╭──
//! Element namespaces and foreign-content name adjustment.

use once_cell::sync::Lazy;
use rustc_hash::FxHashMap;

/// The namespace of an element or attribute.
#[derive(Debug, Clone, Copy, PartialEq, Eq, Hash, Default)]
#[cfg_attr(feature = "serde", derive(serde::Serialize))]
pub enum Namespace {
    #[default]
    Html,
    MathMl,
    Svg,
    XLink,
    Xml,
    XmlNs,
}

impl Namespace {
    /// The namespace URI.
    pub fn uri(&self) -> &'static str {
        match self {
            Namespace::Html => "http://www.w3.org/1999/xhtml",
            Namespace::MathMl => "http://www.w3.org/1998/Math/MathML",
            Namespace::Svg => "http://www.w3.org/2000/svg",
            Namespace::XLink => "http://www.w3.org/1999/xlink",
            Namespace::Xml => "http://www.w3.org/XML/1998/namespace",
            Namespace::XmlNs => "http://www.w3.org/2000/xmlns/",
        }
    }

    /// Looks up a namespace by URI.
    pub fn from_uri(uri: &str) -> Option<Self> {
        [
            Namespace::Html,
            Namespace::MathMl,
            Namespace::Svg,
            Namespace::XLink,
            Namespace::Xml,
            Namespace::XmlNs,
        ]
        .into_iter()
        .find(|ns| ns.uri() == uri)
    }

    /// Returns true for SVG and MathML.
    pub fn is_foreign(&self) -> bool {
        matches!(self, Namespace::Svg | Namespace::MathMl)
    }
}

static SVG_ELEMENT_NAMES: &[&str] = &[
    "altGlyph",
    "altGlyphDef",
    "altGlyphItem",
    "animateColor",
    "animateMotion",
    "animateTransform",
    "clipPath",
    "feBlend",
    "feColorMatrix",
    "feComponentTransfer",
    "feComposite",
    "feConvolveMatrix",
    "feDiffuseLighting",
    "feDisplacementMap",
    "feDistantLight",
    "feDropShadow",
    "feFlood",
    "feFuncA",
    "feFuncB",
    "feFuncG",
    "feFuncR",
    "feGaussianBlur",
    "feImage",
    "feMerge",
    "feMergeNode",
    "feMorphology",
    "feOffset",
    "fePointLight",
    "feSpecularLighting",
    "feSpotLight",
    "feTile",
    "feTurbulence",
    "foreignObject",
    "glyphRef",
    "linearGradient",
    "radialGradient",
    "textPath",
];

static SVG_ATTRIBUTE_NAMES: &[&str] = &[
    "attributeName",
    "attributeType",
    "baseFrequency",
    "baseProfile",
    "calcMode",
    "clipPathUnits",
    "diffuseConstant",
    "edgeMode",
    "filterUnits",
    "glyphRef",
    "gradientTransform",
    "gradientUnits",
    "kernelMatrix",
    "kernelUnitLength",
    "keyPoints",
    "keySplines",
    "keyTimes",
    "lengthAdjust",
    "limitingConeAngle",
    "markerHeight",
    "markerUnits",
    "markerWidth",
    "maskContentUnits",
    "maskUnits",
    "numOctaves",
    "pathLength",
    "patternContentUnits",
    "patternTransform",
    "patternUnits",
    "pointsAtX",
    "pointsAtY",
    "pointsAtZ",
    "preserveAlpha",
    "preserveAspectRatio",
    "primitiveUnits",
    "refX",
    "refY",
    "repeatCount",
    "repeatDur",
    "requiredExtensions",
    "requiredFeatures",
    "specularConstant",
    "specularExponent",
    "spreadMethod",
    "startOffset",
    "stdDeviation",
    "stitchTiles",
    "surfaceScale",
    "systemLanguage",
    "tableValues",
    "targetX",
    "targetY",
    "textLength",
    "viewBox",
    "viewTarget",
    "xChannelSelector",
    "yChannelSelector",
    "zoomAndPan",
];

fn lowercase_table(names: &'static [&'static str]) -> FxHashMap<String, &'static str> {
    names
        .iter()
        .map(|name| (name.to_ascii_lowercase(), *name))
        .collect()
}

static SVG_ELEMENTS: Lazy<FxHashMap<String, &'static str>> =
    Lazy::new(|| lowercase_table(SVG_ELEMENT_NAMES));
static SVG_ATTRIBUTES: Lazy<FxHashMap<String, &'static str>> =
    Lazy::new(|| lowercase_table(SVG_ATTRIBUTE_NAMES));

/// Normalizes an element name for its namespace.
///
/// HTML names are lowercased; SVG names are lowercased and then restored to
/// their camel-case spelling; MathML names are kept as written.
pub fn adjust_element_name(raw_name: &str, namespace: Namespace) -> String {
    match namespace {
        Namespace::Html => raw_name.to_ascii_lowercase(),
        Namespace::Svg => {
            let lower = raw_name.to_ascii_lowercase();
            match SVG_ELEMENTS.get(&lower) {
                Some(name) => (*name).to_string(),
                None => lower,
            }
        }
        _ => raw_name.to_string(),
    }
}

/// Normalizes an attribute name for the namespace of its element.
pub fn adjust_attribute_name(raw_name: &str, namespace: Namespace) -> String {
    let lower = raw_name.to_ascii_lowercase();
    match namespace {
        Namespace::Svg => match SVG_ATTRIBUTES.get(&lower) {
            Some(name) => (*name).to_string(),
            None => lower,
        },
        Namespace::MathMl if lower == "definitionurl" => "definitionURL".to_string(),
        _ => lower,
    }
}

#[cfg(test)]
mod tests {
    use super::*;
    use pretty_assertions::assert_eq;

    #[test]
    fn test_uri_round_trip() {
        assert_eq!(
            Namespace::from_uri("http://www.w3.org/2000/svg"),
            Some(Namespace::Svg)
        );
        assert_eq!(Namespace::from_uri("urn:nothing"), None);
    }

    #[test]
    fn test_svg_names() {
        assert_eq!(
            adjust_element_name("FOREIGNOBJECT", Namespace::Svg),
            "foreignObject"
        );
        assert_eq!(adjust_element_name("Circle", Namespace::Svg), "circle");
        assert_eq!(adjust_attribute_name("viewbox", Namespace::Svg), "viewBox");
    }

    #[test]
    fn test_html_and_mathml_names() {
        assert_eq!(adjust_element_name("DIV", Namespace::Html), "div");
        assert_eq!(adjust_element_name("mRow", Namespace::MathMl), "mRow");
        assert_eq!(
            adjust_attribute_name("DefinitionUrl", Namespace::MathMl),
            "definitionURL"
        );
        assert_eq!(adjust_attribute_name(":FooBar", Namespace::Html), ":foobar");
    }
}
╰──
» Exercise requirements
Your answer should be a single number, which is the count of lines in the data above that include the word "http".

» Written solution
7